Müll - so weit das Auge reicht
Als mit dem Rennen auch das Festival vorbei ist, atmen viele Anwohner auf. Doch das Chaos bleibt: 600.000 Würstchen und 450.000 Liter "Bölkstoff" hätten die Fans innerhalb von drei Tagen konsumiert, berichtete der "Spiegel". Und danach ihren ganzen Müll zurückgelassen. Als "ein dichter Teppich aus Plastikbechern, Autoreifen, Blechdosen und blauen Müllsäcken" wird die Hinterlassenschaft der Feierwütigen beschrieben. Zwei Wochen dauern die Aufräumarbeiten. Hartenholms damaliger Bürgermeister Kurt Böge (CDU) findet im Gespräch mit der "NZ" deutliche Worte: "Die Veranstalter ziehen ab - und unser Dorf bleibt beschissen zurück." Was wortwörtlich zu verstehen ist, denn die 600 aufgestellten mobilen Toiletten sind schnell übergelaufen, weil die Entsorgungsdienste nicht mehr herankamen. Die Folge: Jeder hat sich dort erleichtert, wo er gerade wollte.

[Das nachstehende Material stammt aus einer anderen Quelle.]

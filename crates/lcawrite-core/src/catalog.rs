//! Field catalog: which requirement labels the engine understands, and where
//! in the process document each one is written.
//!
//! The catalog is data, not code. A default catalog is compiled in from
//! `data/field_catalog.yaml`; a replacement can be loaded at run time.

use std::collections::{BTreeMap, HashMap};
use std::fmt;
use std::path::{Path, PathBuf};

use serde::{Deserialize, Serialize};
use thiserror::Error;
use tracing::debug;

use crate::path::SchemaPath;
use crate::reference::ReferenceKind;

const BUILTIN_CATALOG: &str = include_str!("../data/field_catalog.yaml");

/// Separator between a section prefix and the field name in UI labels
/// (`管理信息——许可类型`).
pub const SECTION_SEPARATOR: &str = "——";

#[derive(Debug, Clone, Copy, PartialEq, Eq, Hash, Serialize, Deserialize)]
#[serde(rename_all = "lowercase")]
pub enum ValueKind {
    Plain,
    #[serde(alias = "multilang")]
    Multilingual,
    Reference,
    Enum,
    #[serde(alias = "bool")]
    Boolean,
}

impl fmt::Display for ValueKind {
    fn fmt(&self, f: &mut fmt::Formatter<'_>) -> fmt::Result {
        f.write_str(match self {
            Self::Plain => "plain",
            Self::Multilingual => "multilingual",
            Self::Reference => "reference",
            Self::Enum => "enum",
            Self::Boolean => "boolean",
        })
    }
}

#[derive(Debug, Clone, PartialEq, Eq)]
pub struct FieldSpec {
    pub path: SchemaPath,
    pub kind: ValueKind,
    /// Target kind of `reference` fields.
    pub reference: Option<ReferenceKind>,
}

#[derive(Debug, Clone, PartialEq, Eq)]
pub struct CatalogEntry {
    pub label: String,
    pub aliases: Vec<String>,
    pub spec: FieldSpec,
}

#[derive(Debug, Error)]
pub enum CatalogError {
    #[error("failed to read field catalog '{path}': {source}")]
    Io {
        path: PathBuf,
        #[source]
        source: std::io::Error,
    },

    #[error("invalid field catalog: {0}")]
    Yaml(#[from] serde_yaml::Error),

    #[error("catalog field '{label}': {reason}")]
    Invalid { label: String, reason: String },

    #[error("label '{0}' is defined more than once")]
    Duplicate(String),
}

/// Strip a leading section prefix and surrounding whitespace from a label.
pub fn normalise_label(label: &str) -> &str {
    label
        .rsplit_once(SECTION_SEPARATOR)
        .map_or(label, |(_, name)| name)
        .trim()
}

fn lookup_key(label: &str) -> String {
    normalise_label(label).to_lowercase()
}

// ── Enumerations ──

/// Schema-legal enumerants per enum field, keyed by the field's final path key
/// without any `common:` prefix.
#[derive(Debug, Clone, Default, PartialEq, Eq)]
pub struct EnumTable {
    fields: HashMap<String, BTreeMap<String, String>>,
}

impl EnumTable {
    pub fn insert(&mut self, field_key: &str, enumerants: BTreeMap<String, String>) {
        self.fields.insert(bare_key(field_key).to_string(), enumerants);
    }

    /// Map a translation key such as
    /// `pages.process.view.administrativeInformation.licenseType.licenseFee`
    /// to the enumerant for `field_key`. The key must belong to that field:
    /// its second-to-last segment has to equal the field key.
    pub fn enumerant(&self, field_key: &str, canonical_key: &str) -> Option<&str> {
        let field = bare_key(field_key);
        let mut segments = canonical_key.rsplit('.');
        let suffix = segments.next()?;
        if segments.next()? != field {
            return None;
        }
        self.fields.get(field)?.get(suffix).map(String::as_str)
    }

    pub fn is_empty(&self) -> bool {
        self.fields.is_empty()
    }
}

fn bare_key(key: &str) -> &str {
    key.strip_prefix("common:").unwrap_or(key)
}

// ── Catalog ──

#[derive(Debug, Deserialize)]
#[serde(deny_unknown_fields)]
struct RawCatalog {
    #[serde(default)]
    fields: Vec<RawField>,
    #[serde(default)]
    exchange_fields: Vec<RawField>,
}

#[derive(Debug, Deserialize)]
#[serde(deny_unknown_fields)]
struct RawField {
    label: String,
    #[serde(default)]
    aliases: Vec<String>,
    path: SchemaPath,
    kind: ValueKind,
    #[serde(default)]
    reference: Option<ReferenceKind>,
    #[serde(default)]
    enumerants: BTreeMap<String, String>,
}

#[derive(Debug, Clone, Default)]
pub struct FieldCatalog {
    fields: Vec<CatalogEntry>,
    exchange_fields: Vec<CatalogEntry>,
    field_index: HashMap<String, usize>,
    exchange_index: HashMap<String, usize>,
    enums: EnumTable,
}

impl FieldCatalog {
    /// The catalog compiled into the crate.
    pub fn builtin() -> Result<Self, CatalogError> {
        Self::from_yaml_str(BUILTIN_CATALOG)
    }

    pub fn load(path: &Path) -> Result<Self, CatalogError> {
        let text = std::fs::read_to_string(path).map_err(|source| CatalogError::Io {
            path: path.to_path_buf(),
            source,
        })?;
        let catalog = Self::from_yaml_str(&text)?;
        debug!(
            path = %path.display(),
            fields = catalog.fields.len(),
            exchange_fields = catalog.exchange_fields.len(),
            "loaded field catalog"
        );
        Ok(catalog)
    }

    pub fn from_yaml_str(src: &str) -> Result<Self, CatalogError> {
        let raw: RawCatalog = serde_yaml::from_str(src)?;
        let mut catalog = Self::default();
        for field in raw.fields {
            let entry = catalog.check(field)?;
            insert(&mut catalog.fields, &mut catalog.field_index, entry)?;
        }
        for field in raw.exchange_fields {
            let entry = catalog.check(field)?;
            insert(&mut catalog.exchange_fields, &mut catalog.exchange_index, entry)?;
        }
        Ok(catalog)
    }

    /// Validate one raw field, registering its enumerants.
    fn check(&mut self, raw: RawField) -> Result<CatalogEntry, CatalogError> {
        let invalid = |reason: String| CatalogError::Invalid {
            label: raw.label.clone(),
            reason,
        };
        raw.path.layout().map_err(|err| invalid(err.to_string()))?;
        if raw.path.has_language_marker() && raw.kind != ValueKind::Multilingual {
            return Err(invalid(format!(
                "language marker is only valid for multilingual fields, not {}",
                raw.kind
            )));
        }
        match raw.kind {
            ValueKind::Reference if raw.reference.is_none() => {
                return Err(invalid("reference field needs a 'reference' kind".into()));
            }
            ValueKind::Enum => {
                if raw.enumerants.is_empty() {
                    return Err(invalid("enum field needs 'enumerants'".into()));
                }
                let leaf = raw
                    .path
                    .leaf_key()
                    .ok_or_else(|| invalid("path has no object key".into()))?;
                self.enums.insert(leaf, raw.enumerants.clone());
            }
            _ => {}
        }
        Ok(CatalogEntry {
            label: raw.label,
            aliases: raw.aliases,
            spec: FieldSpec {
                path: raw.path,
                kind: raw.kind,
                reference: raw.reference,
            },
        })
    }

    /// Spec for a document-rooted field label.
    pub fn field(&self, label: &str) -> Option<&FieldSpec> {
        let index = self.field_index.get(&lookup_key(label))?;
        Some(&self.fields[*index].spec)
    }

    /// Spec for an exchange-rooted field label.
    pub fn exchange_field(&self, label: &str) -> Option<&FieldSpec> {
        let index = self.exchange_index.get(&lookup_key(label))?;
        Some(&self.exchange_fields[*index].spec)
    }

    pub fn fields(&self) -> &[CatalogEntry] {
        &self.fields
    }

    pub fn exchange_fields(&self) -> &[CatalogEntry] {
        &self.exchange_fields
    }

    /// Every entry, document and exchange fields together, sorted by label.
    pub fn labels(&self) -> Vec<&CatalogEntry> {
        let mut entries: Vec<&CatalogEntry> =
            self.fields.iter().chain(&self.exchange_fields).collect();
        entries.sort_by(|a, b| a.label.cmp(&b.label));
        entries
    }

    pub fn enums(&self) -> &EnumTable {
        &self.enums
    }
}

fn insert(
    entries: &mut Vec<CatalogEntry>,
    index: &mut HashMap<String, usize>,
    entry: CatalogEntry,
) -> Result<(), CatalogError> {
    let position = entries.len();
    let names = std::iter::once(&entry.label).chain(entry.aliases.iter());
    for name in names {
        if index.insert(lookup_key(name), position).is_some() {
            return Err(CatalogError::Duplicate(name.clone()));
        }
    }
    entries.push(entry);
    Ok(())
}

Es türmen sich nicht nur überall Müllberge, es zieht sich auch eine Schneise der Verwüstung durch den kleinen Ort. Es gibt abgebrannte Autos und abgebaute Holzzäune. Die Latten werden nachts verfeuert, weil den Festival-Besuchern kalt ist. Auch Strohballen gehen in Flammen auf. Immerhin: "Brösel" und sein Veranstalter-Team kommen weitgehend für die Schäden auf.
1988 erscheint das Buch "Werner - Das Rennen". Auf 140 Seiten wird ausführlich über die Veranstaltung und die Hintergründe berichtet.
Revival nach 30 Jahren
2018 erfährt das "Werner"-Rennen in Hartenholm eine Neuauflage. Wie 30 Jahre zuvor tritt der "Red Porsche Killer" gegen "Holgis" Porsche 911 an. Die Horex ist nun aber technisch weiterentwickelt worden. Der vierte Motor hat "Umbiegungssnüffelstücke" erhalten, was im "Werner-Deutsch" so viel bedeutet wie nach hinten gerichtete Ansaugrohre. Dieses Mal gewinnt Feldmann das Rennen auf der 200 Meter langen Strecke - mit ein paar Metern Vorsprung.
Musikalisch sind unter anderem BAP und natürlich Torfrock ("Beinhart") am Start. Etwa 100 Imbiss- und Getränkewagen stehen für die zahlreichen Besucher bereit. Dieses Mal bleibt das große Chaos aus. Rund 35.000 Fans zieht es zum Festivalgelände.
2019 findet das Festival erneut statt, allerdings ohne Rennen. 45.000 Menschen kommen nach Hartenholm.